Jeremy Diamond, a retail analyst based in Baltimore, said in the trade publication Progressive Grocer that he expects a competitor to buy Harris Teeter.

"The company has a solid store base, caters to a higher household income bracket in most of the neighborhoods where it operates, and would have multiple competitors interested in buying the company," Diamond said. He said upscale grocers, including Whole Foods, Wegmans, and Ahold, which operates Giant and Stop & Shop, could buy all or part of Harris Teeter.

Wisconsin-based supermarket analyst David Livingston said he thinks it's more likely a private equity firm might acquire Harris Teeter and sell it piecemeal. "I would expect one of the private equity retail morticians to put the company on life support and sell off all its organs," Livingston said in an email.

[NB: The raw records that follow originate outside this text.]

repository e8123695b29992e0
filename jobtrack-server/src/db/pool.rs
//! Database connection pool management
//!
//! Uses sqlx PgPool with explicit connection limits. Each request checks a
//! connection out for the duration of one query and the pool takes it back
//! on completion or failure.

use sqlx::postgres::PgPoolOptions;
use sqlx::PgPool;

/// Default maximum connections for the pool.
/// Kept low for single-user tooling.
pub const DEFAULT_MAX_CONNECTIONS: u32 = 5;

/// Create a PostgreSQL connection pool.
///
/// # Errors
///
/// Returns an error if the connection fails.
///
/// # Example
///
/// ```ignore
/// let pool = create_pool("postgres://localhost/jobtracker").await?;
/// ```
pub async fn create_pool(database_url: &str) -> Result<PgPool, sqlx::Error> {
    create_pool_with_options(database_url, DEFAULT_MAX_CONNECTIONS).await
}

/// Create a PostgreSQL connection pool with a custom connection cap.
pub async fn create_pool_with_options(
    database_url: &str,
    max_connections: u32,
) -> Result<PgPool, sqlx::Error> {
    PgPoolOptions::new()
        .max_connections(max_connections)
        .connect(database_url)
        .await
}

#[cfg(test)]
mod tests {
    use super::*;

    // Integration tests require a real database
    // Run with: DATABASE_URL=postgres://... cargo test -p jobtrack-server -- --ignored

    #[tokio::test]
    #[ignore = "requires database"]
    async fn pool_acquires_connection() {
        let url = std::env::var("DATABASE_URL").expect("DATABASE_URL required");
        let pool = create_pool(&url).await.expect("pool creation failed");

        let result: (i32,) = sqlx::query_as("SELECT 1")
            .fetch_one(&pool)
            .await
            .expect("query failed");

        assert_eq!(result.0, 1);
    }
}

He doubted a competitor such as Publix or Kroger would buy Harris Teeter whole. Publix, Livingston pointed out, is a privately held company whose employees hold stock. The Florida-based grocer owns more than 1,000 stores and almost $28 billion in sales. Livingston said Publix's size and its distinctive culture might make it tough to absorb a completely different chain such as Harris Teeter.

Cincinnati-based Kroger, which has 2,435 supermarkets and $90 billion in sales, has only 16 stores in North Carolina, and none in Charlotte since it left the market more than two decades ago. But Livingston said the company has experienced difficulty buying other chains in the past, and he doesn't expect it to buy Harris Teeter.

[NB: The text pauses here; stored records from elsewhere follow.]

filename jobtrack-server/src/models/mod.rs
//! Domain models with validation at construction
//!
//! All user input is validated when creating these types.
//! Invalid input returns ValidationError, not panic.

pub mod validation;
pub mod status;
pub mod application;
pub mod payload;

pub use validation::ValidationError;
pub use status::ApplicationStatus;
pub use application::{Application, ApplicationPatch, CompanyName, NewApplication, Position};
pub use payload::{CreateApplicationRequest, Patch, UpdateApplicationRequest};
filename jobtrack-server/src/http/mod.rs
//! HTTP server layer
//!
//! Axum server with:
//! - CORS (localhost only by default)
//! - Request tracing and timeouts
//! - Graceful shutdown
//! - JSON error responses

pub mod server;
pub mod error;
pub mod extractors;
pub mod routes;

pub use server::{build_router, run_server, AppState, ServerConfig, ServerError};
pub use error::ApiError;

The competitive environment in Charlotte has become more intense, Livingston noted. Wal-Mart is opening new stand-alone grocery stores and hitting Harris Teeter with a direct price-challenge advertising campaign. And Publix is starting a new Charlotte division, with its first North Carolina store in Ballantyne opening next year.

"Over the past five to 10 years, we have seen Food Lion, Winn-Dixie, Albertsons, and Bi-Lo close stores by the bushel when they have to compete against a Wal-Mart-Publix combo," said Livingston.

Although Harris Teeter was founded in 1960 as a combination of two family companies, 93 percent of its 49.5 million shares are now held by institutional investors. The largest single shareholder is Neuberger Berman, a New York-based asset management firm, with more than 12 percent of the shares. A representative from the firm declined to comment Wednesday.

The company's management and board of directors own about 2.6 percent of Harris Teeter's stock.

Not all analysts believe a sale is inevitable. Charles Ceranosky of Northcoast Research said he considers Harris Teeter a well-run company that could still thrive.

"I don't think it's inevitable," said Ceranosky. "I think Harris Teeter can certainly stand on its own as a regional retailer."

But since Harris Teeter is a public company, it will be obligated to entertain any credible offers that come forward to purchase the company. "Often, these deals are driven by what a buyer wants to do," Ceranosky said.

The outcome is sure to be closely watched by the company's thousands of local workers at its dozens of regional stores, distribution centers and Matthews headquarters and by loyal shoppers.

"Harris Teeter has been my store since it was Harris Supermarket back in the '50s," said Iris Davis, who has lived in east Charlotte with her husband for more than 50 years. "I just trust their food."

So, what will she do if the stores are sold?

"I guess I'll just have to stop eating," she joked.

Staff Writer Celeste Smith contributed.